In addition to the new jobs, the unemployment rate fell to 5.1 percent. A separate measure that includes those who have stopped looking for work or are working part time for economic reasons edged lower to 10.3 percent. The labor force participation rate remained mired near its lowest level since the late 1970s at 62.6 percent.
The U.S. was expected to create 220,000 jobs in August, with the unemployment rate falling to 5.2 percent. Equity indexes initially dropped after release of the jobs report, while bond yields moved higher.
"It's the same old, same old," said Scott Clemons, chief investment strategist at Brown Brothers Harriman. "This just continues the trend that we've seen where all sectors of employment continue to improve modestly."
The payrolls number is the final critical data point before the Federal Reserve meeting Sept. 16-17. Market participants are divided over whether the Federal Open Market Committee will vote to raise interest rates for the first time in more than nine years.
Complicating the decision is an August number that traditionally has been the quirkiest of the year. Over the previous 27 years, August's numbers have missed Wall Street economists' expectations 21 times, with the average error 61,000, according to Deutsche Bank.
Moreover, Deutsche found that misses to the downside generally are much larger than those to the upside.
Just 27 percent of futures traders at the CME expect a September rate hike, with the largest likelihood in December, at 58 percent. Wall Street experts immediately went to work trying to interpret the jobs number in terms of Fed policy.
Markets have been volatile in the late summer, with investors worrying that a slowdown in China will spread to the global economy. Major indexes lost more than 6 percent in August, and the S&P 500 is down more than 1 percent in September.

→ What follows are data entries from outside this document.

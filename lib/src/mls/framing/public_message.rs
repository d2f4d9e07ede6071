use bytes::{Buf, BufMut, Bytes};

use crate::mls::framing::commit::Commit;
use crate::mls::framing::{
    AuthenticatedContent, Content, FramedContent, FramedContentAuthData, ProtocolVersion, Sender,
    WireFormat,
};
use crate::mls::utilities::error::{Error, Result};
use crate::mls::utilities::serde::{
    deserialize_opaque_vec, serialize_opaque_vec, Deserializer, Serializer,
};

/// [RFC9420 Sec.6.2](https://www.rfc-editor.org/rfc/rfc9420.html#section-6.2) Messages that are
/// authenticated but not encrypted. Commits are sent this way so that every member can check
/// them before processing.
#[derive(Default, Debug, Clone, Eq, PartialEq)]
pub struct PublicMessage {
    pub(crate) content: FramedContent,
    pub(crate) auth: FramedContentAuthData,
    pub(crate) membership_tag: Bytes,
}

impl PublicMessage {
    pub(crate) fn new(authenticated_content: AuthenticatedContent, membership_tag: Bytes) -> Self {
        Self {
            content: authenticated_content.content,
            auth: authenticated_content.auth,
            membership_tag,
        }
    }

    pub(crate) fn authenticated_content(&self) -> AuthenticatedContent {
        AuthenticatedContent {
            wire_format: WireFormat::PublicMessage,
            content: self.content.clone(),
            auth: self.auth.clone(),
        }
    }

    pub fn group_id(&self) -> &Bytes {
        &self.content.group_id
    }

    pub fn epoch(&self) -> u64 {
        self.content.epoch
    }

    pub fn sender(&self) -> Sender {
        self.content.sender
    }

    /// The commit carried by this message, if it is one.
    pub fn commit(&self) -> Option<&Commit> {
        match &self.content.content {
            Content::Commit(commit) => Some(commit),
            _ => None,
        }
    }
}

impl Deserializer for PublicMessage {
    fn deserialize<B>(buf: &mut B) -> Result<Self>
    where
        Self: Sized,
        B: Buf,
    {
        ProtocolVersion::deserialize(buf)?;
        let wire_format = WireFormat::deserialize(buf)?;
        if wire_format != WireFormat::PublicMessage {
            return Err(Error::InvalidWireFormat(wire_format as u16));
        }

        let content = FramedContent::deserialize(buf)?;
        let auth = FramedContentAuthData::deserialize(buf, content.content.content_type())?;
        let membership_tag = deserialize_opaque_vec(buf)?;

        Ok(Self {
            content,
            auth,
            membership_tag,
        })
    }
}

impl Serializer for PublicMessage {
    fn serialize<B>(&self, buf: &mut B) -> Result<()>
    where
        Self: Sized,
        B: BufMut,
    {
        ProtocolVersion::MLS10.serialize(buf)?;
        WireFormat::PublicMessage.serialize(buf)?;
        self.content.serialize(buf)?;
        self.auth
            .serialize(buf, self.content.content.content_type())?;
        serialize_opaque_vec(&self.membership_tag, buf)
    }
}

"I sort of wish the Fed would go ahead and raise the funds rate by 25 basis points in September," Clemons said. "I think that would pour some oil on the volatility. That would be a way for the fed to signal, 'yes, we're watching what's going on in China; yes, we're aware of global disruptions, but we've got an economy that's in the seventh year of expansion, we've got an unemployment rate down to 5.1 percent, this is an economy that deserves to have interest rates."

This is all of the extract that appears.